> PROBLEM TO WORK ON
Extract, from the records beneath this instruction, each line that contains the word "identity".

> DATA PROVIDED
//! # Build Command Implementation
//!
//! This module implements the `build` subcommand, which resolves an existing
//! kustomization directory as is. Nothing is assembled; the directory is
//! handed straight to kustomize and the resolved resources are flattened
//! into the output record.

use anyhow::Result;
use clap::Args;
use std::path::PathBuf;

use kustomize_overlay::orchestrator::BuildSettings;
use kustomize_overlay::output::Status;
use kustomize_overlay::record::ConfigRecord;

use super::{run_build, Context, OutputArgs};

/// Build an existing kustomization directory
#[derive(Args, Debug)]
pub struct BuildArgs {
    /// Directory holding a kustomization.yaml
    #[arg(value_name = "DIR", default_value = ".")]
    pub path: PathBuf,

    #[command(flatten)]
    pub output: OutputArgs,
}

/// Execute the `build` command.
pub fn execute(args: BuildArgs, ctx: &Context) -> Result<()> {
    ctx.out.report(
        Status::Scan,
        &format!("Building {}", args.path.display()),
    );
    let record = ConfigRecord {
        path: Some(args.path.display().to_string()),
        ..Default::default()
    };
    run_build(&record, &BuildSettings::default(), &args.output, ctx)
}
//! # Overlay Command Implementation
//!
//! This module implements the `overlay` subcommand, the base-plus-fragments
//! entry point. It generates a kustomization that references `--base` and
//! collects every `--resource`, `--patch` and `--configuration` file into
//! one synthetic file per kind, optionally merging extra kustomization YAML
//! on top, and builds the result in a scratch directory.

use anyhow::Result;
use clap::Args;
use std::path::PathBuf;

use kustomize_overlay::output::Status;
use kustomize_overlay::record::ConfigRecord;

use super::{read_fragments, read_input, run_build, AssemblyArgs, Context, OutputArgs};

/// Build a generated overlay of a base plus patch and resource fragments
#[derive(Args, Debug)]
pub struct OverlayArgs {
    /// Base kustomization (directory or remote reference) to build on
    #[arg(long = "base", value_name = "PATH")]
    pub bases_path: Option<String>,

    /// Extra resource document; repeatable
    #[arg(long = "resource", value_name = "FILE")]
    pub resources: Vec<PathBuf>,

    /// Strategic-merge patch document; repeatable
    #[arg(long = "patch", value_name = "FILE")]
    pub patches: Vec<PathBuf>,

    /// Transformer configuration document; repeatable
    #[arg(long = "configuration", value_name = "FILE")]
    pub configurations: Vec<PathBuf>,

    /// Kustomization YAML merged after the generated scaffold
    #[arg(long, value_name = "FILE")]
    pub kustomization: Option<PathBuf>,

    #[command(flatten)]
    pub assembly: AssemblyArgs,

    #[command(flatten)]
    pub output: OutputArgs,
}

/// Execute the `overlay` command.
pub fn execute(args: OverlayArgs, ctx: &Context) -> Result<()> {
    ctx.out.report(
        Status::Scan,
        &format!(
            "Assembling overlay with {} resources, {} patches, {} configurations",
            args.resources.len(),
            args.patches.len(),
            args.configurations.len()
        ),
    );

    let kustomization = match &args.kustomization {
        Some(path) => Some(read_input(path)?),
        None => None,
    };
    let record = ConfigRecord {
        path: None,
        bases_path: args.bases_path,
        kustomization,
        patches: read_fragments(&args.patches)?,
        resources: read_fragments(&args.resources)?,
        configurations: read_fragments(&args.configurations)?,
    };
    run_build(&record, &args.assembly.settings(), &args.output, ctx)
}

* * *

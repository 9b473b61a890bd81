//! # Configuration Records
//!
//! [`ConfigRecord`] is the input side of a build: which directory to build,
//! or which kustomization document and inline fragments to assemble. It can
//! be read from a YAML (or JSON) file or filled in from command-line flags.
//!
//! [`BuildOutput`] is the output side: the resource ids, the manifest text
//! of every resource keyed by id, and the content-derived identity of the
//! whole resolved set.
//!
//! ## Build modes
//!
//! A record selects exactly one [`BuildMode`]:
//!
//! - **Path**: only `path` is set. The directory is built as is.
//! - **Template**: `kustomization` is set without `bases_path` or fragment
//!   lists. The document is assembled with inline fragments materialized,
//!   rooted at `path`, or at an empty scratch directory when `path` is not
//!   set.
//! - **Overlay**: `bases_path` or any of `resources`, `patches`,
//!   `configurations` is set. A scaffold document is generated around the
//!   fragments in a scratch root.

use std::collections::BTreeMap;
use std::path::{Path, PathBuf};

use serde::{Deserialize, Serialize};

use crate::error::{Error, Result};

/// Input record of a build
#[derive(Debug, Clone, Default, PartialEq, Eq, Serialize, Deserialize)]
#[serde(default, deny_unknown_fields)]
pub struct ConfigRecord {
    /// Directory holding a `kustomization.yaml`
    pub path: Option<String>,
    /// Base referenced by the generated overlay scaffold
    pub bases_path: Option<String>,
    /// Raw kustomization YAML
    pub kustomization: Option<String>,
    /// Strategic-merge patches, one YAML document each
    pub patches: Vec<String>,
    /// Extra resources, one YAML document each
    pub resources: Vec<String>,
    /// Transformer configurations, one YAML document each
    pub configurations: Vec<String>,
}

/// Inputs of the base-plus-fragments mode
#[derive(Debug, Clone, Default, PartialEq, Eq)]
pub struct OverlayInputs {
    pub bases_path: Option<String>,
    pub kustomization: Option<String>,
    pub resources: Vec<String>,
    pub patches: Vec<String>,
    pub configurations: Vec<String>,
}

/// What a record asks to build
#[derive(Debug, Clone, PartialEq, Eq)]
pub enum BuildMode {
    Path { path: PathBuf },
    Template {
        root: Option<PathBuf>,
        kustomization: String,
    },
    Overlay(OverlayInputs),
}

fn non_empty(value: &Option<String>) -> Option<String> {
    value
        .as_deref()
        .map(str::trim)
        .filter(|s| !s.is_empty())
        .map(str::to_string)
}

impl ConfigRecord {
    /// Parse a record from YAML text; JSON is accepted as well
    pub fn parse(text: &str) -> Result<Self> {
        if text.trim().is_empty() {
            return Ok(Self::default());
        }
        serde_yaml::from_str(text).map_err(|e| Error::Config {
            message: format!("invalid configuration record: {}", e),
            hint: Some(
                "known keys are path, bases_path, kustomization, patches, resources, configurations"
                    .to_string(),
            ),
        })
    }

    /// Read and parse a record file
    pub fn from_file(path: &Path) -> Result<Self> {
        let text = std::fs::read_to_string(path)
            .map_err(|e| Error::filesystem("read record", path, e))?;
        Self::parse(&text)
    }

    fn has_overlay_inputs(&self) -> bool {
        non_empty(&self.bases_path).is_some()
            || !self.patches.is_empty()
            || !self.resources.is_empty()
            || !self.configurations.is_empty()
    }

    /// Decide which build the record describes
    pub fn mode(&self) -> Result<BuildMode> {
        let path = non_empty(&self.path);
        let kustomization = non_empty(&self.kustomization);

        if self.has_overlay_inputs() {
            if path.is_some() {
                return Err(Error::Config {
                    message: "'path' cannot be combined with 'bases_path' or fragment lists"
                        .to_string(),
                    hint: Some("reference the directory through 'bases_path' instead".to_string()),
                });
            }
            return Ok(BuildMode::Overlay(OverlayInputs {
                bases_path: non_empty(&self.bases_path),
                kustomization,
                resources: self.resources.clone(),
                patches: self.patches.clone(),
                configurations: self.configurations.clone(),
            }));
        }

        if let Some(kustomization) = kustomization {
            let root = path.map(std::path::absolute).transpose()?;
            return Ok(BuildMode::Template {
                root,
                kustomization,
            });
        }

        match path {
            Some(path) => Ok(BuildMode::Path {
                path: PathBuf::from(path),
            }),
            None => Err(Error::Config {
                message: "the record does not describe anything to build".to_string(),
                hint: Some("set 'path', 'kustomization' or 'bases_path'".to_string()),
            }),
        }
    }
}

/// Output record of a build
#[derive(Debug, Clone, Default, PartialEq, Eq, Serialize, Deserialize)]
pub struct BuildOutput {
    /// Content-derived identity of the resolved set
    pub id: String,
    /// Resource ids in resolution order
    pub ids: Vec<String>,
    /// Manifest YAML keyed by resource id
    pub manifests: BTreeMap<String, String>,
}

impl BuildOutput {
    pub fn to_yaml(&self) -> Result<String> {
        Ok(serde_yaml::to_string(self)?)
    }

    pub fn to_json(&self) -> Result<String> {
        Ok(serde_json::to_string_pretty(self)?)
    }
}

> WRITTEN SOLUTION
//! of every resource keyed by id, and the content-derived identity of the
    /// Content-derived identity of the resolved set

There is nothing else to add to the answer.